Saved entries

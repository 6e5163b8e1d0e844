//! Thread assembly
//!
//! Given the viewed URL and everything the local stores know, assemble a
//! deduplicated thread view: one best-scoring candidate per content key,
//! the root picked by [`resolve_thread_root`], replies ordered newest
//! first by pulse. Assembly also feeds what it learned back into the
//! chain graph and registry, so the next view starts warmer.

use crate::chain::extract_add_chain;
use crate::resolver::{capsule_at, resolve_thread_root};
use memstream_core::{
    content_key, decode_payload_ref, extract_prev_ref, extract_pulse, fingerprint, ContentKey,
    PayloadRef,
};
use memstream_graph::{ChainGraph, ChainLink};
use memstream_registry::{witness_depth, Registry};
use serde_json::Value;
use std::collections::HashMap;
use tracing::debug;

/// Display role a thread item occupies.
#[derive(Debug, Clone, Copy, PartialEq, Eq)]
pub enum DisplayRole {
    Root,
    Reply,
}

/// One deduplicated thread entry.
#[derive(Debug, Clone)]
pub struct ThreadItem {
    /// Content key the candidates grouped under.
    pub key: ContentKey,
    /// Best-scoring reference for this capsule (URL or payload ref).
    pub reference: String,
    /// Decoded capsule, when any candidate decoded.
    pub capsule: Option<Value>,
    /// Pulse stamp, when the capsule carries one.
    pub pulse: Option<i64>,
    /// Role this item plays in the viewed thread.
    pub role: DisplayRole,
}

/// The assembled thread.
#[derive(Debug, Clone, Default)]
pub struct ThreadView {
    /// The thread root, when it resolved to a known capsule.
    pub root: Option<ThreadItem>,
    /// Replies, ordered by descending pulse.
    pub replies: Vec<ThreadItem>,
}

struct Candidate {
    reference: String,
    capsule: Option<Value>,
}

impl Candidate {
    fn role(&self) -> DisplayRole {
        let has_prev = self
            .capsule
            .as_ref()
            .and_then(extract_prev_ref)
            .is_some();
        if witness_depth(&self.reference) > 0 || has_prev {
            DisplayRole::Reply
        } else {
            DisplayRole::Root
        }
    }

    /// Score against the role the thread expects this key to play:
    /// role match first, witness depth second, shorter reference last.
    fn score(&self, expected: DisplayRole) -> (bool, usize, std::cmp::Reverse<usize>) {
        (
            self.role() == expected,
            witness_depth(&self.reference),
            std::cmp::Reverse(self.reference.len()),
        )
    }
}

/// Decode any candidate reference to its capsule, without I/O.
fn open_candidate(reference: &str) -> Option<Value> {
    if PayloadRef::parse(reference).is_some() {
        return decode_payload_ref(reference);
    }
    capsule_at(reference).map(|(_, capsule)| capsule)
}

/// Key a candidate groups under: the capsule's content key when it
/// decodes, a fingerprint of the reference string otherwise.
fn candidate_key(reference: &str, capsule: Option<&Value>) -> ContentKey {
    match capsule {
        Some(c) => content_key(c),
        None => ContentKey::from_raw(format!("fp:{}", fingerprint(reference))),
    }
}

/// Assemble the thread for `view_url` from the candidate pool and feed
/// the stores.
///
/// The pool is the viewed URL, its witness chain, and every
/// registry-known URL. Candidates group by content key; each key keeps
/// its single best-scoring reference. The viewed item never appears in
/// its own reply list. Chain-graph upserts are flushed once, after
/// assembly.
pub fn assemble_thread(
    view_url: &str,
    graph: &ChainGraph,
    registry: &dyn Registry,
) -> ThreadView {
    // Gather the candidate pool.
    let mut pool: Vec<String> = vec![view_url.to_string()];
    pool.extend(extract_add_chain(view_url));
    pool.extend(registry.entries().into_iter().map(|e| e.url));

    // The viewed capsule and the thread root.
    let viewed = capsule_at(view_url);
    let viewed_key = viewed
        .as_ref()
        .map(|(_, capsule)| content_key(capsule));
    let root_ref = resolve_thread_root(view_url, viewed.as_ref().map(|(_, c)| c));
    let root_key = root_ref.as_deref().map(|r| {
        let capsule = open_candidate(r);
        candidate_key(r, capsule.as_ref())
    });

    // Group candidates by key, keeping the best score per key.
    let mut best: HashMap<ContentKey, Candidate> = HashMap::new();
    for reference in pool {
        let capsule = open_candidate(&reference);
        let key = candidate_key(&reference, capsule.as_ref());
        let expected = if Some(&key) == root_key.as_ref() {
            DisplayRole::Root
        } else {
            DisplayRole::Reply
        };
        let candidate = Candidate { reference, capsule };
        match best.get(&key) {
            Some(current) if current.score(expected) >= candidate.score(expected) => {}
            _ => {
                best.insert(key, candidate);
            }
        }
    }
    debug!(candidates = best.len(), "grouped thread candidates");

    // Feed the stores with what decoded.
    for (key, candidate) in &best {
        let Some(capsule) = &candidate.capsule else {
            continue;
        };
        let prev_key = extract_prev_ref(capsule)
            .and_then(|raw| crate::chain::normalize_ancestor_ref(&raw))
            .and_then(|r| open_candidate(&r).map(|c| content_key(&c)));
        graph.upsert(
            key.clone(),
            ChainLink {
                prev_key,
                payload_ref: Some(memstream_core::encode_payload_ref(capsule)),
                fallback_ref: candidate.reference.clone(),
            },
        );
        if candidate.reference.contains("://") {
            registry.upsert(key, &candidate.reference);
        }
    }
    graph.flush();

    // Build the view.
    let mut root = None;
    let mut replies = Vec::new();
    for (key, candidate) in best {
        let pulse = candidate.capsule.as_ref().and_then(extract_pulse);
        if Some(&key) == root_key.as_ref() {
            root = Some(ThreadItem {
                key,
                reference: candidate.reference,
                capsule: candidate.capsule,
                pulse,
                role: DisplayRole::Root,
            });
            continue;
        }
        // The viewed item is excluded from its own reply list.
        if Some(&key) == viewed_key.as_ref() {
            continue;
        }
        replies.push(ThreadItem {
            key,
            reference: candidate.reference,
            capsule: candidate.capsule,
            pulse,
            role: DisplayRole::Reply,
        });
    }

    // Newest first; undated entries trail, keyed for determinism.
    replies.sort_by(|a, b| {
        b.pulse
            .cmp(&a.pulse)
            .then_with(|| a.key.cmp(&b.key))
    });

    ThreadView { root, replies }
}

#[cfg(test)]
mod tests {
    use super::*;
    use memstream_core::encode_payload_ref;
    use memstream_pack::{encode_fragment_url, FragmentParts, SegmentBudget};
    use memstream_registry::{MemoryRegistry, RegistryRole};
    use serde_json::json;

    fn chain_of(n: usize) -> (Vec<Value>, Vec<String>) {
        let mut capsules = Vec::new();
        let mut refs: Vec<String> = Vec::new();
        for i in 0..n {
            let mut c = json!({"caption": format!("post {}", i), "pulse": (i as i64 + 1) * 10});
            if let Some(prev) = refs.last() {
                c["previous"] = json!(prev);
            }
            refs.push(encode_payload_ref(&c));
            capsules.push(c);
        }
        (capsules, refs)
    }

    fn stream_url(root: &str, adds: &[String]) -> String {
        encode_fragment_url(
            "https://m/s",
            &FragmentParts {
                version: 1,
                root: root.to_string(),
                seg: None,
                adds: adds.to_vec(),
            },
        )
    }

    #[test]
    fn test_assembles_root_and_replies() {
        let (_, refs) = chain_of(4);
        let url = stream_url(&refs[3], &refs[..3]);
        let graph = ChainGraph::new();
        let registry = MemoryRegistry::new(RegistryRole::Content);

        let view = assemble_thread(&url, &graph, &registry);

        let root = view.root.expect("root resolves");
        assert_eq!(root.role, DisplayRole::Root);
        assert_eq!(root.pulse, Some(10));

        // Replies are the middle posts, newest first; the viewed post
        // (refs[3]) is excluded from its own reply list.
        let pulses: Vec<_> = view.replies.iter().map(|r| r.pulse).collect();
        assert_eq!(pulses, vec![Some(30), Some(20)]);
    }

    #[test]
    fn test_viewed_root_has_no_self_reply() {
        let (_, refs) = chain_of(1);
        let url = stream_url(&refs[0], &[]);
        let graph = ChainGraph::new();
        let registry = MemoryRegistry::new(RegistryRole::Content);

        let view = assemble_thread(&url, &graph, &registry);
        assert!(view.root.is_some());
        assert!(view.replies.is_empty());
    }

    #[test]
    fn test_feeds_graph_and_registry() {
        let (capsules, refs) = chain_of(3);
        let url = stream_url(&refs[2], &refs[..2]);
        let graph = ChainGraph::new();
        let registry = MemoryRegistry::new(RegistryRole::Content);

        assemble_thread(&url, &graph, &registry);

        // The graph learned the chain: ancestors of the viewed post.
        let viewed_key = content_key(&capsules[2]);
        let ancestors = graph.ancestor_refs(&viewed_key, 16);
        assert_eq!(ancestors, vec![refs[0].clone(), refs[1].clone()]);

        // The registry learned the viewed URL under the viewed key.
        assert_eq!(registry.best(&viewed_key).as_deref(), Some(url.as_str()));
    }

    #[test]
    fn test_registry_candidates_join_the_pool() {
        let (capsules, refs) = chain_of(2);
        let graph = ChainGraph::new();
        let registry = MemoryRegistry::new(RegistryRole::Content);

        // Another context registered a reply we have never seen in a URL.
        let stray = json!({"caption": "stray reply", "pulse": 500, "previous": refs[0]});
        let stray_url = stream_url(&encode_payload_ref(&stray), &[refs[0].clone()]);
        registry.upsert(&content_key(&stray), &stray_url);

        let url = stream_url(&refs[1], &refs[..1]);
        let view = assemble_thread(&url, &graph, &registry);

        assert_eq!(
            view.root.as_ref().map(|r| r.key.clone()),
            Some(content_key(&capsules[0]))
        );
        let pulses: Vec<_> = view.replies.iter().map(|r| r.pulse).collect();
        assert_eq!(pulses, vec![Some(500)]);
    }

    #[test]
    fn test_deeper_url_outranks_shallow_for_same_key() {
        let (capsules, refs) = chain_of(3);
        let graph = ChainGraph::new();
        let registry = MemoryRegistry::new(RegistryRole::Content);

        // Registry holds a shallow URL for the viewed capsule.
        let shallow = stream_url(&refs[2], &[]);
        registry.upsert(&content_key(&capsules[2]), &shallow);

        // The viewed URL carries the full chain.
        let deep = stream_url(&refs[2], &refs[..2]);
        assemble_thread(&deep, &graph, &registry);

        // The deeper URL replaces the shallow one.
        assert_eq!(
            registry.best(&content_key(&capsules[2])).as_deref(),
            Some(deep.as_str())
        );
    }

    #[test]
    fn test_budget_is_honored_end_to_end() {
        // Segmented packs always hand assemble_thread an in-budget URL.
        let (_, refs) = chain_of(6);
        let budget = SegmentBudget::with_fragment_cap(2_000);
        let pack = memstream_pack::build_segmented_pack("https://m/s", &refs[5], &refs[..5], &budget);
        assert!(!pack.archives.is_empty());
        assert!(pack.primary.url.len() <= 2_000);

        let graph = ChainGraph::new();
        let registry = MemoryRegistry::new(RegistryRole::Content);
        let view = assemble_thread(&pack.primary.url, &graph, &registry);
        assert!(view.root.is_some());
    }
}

» **TASK STATEMENT**: Reprint exactly the lines above that start at the one with "if Some(&key) == viewed_key.as_ref()" and end at the one with "let (_, refs) = chain_of(4);", keeping both and adding none.

» **RESULT OF THIS TASK**:
        if Some(&key) == viewed_key.as_ref() {
            continue;
        }
        replies.push(ThreadItem {
            key,
            reference: candidate.reference,
            capsule: candidate.capsule,
            pulse,
            role: DisplayRole::Reply,
        });
    }

    // Newest first; undated entries trail, keyed for determinism.
    replies.sort_by(|a, b| {
        b.pulse
            .cmp(&a.pulse)
            .then_with(|| a.key.cmp(&b.key))
    });

    ThreadView { root, replies }
}

#[cfg(test)]
mod tests {
    use super::*;
    use memstream_core::encode_payload_ref;
    use memstream_pack::{encode_fragment_url, FragmentParts, SegmentBudget};
    use memstream_registry::{MemoryRegistry, RegistryRole};
    use serde_json::json;

    fn chain_of(n: usize) -> (Vec<Value>, Vec<String>) {
        let mut capsules = Vec::new();
        let mut refs: Vec<String> = Vec::new();
        for i in 0..n {
            let mut c = json!({"caption": format!("post {}", i), "pulse": (i as i64 + 1) * 10});
            if let Some(prev) = refs.last() {
                c["previous"] = json!(prev);
            }
            refs.push(encode_payload_ref(&c));
            capsules.push(c);
        }
        (capsules, refs)
    }

    fn stream_url(root: &str, adds: &[String]) -> String {
        encode_fragment_url(
            "https://m/s",
            &FragmentParts {
                version: 1,
                root: root.to_string(),
                seg: None,
                adds: adds.to_vec(),
            },
        )
    }

    #[test]
    fn test_assembles_root_and_replies() {
        let (_, refs) = chain_of(4);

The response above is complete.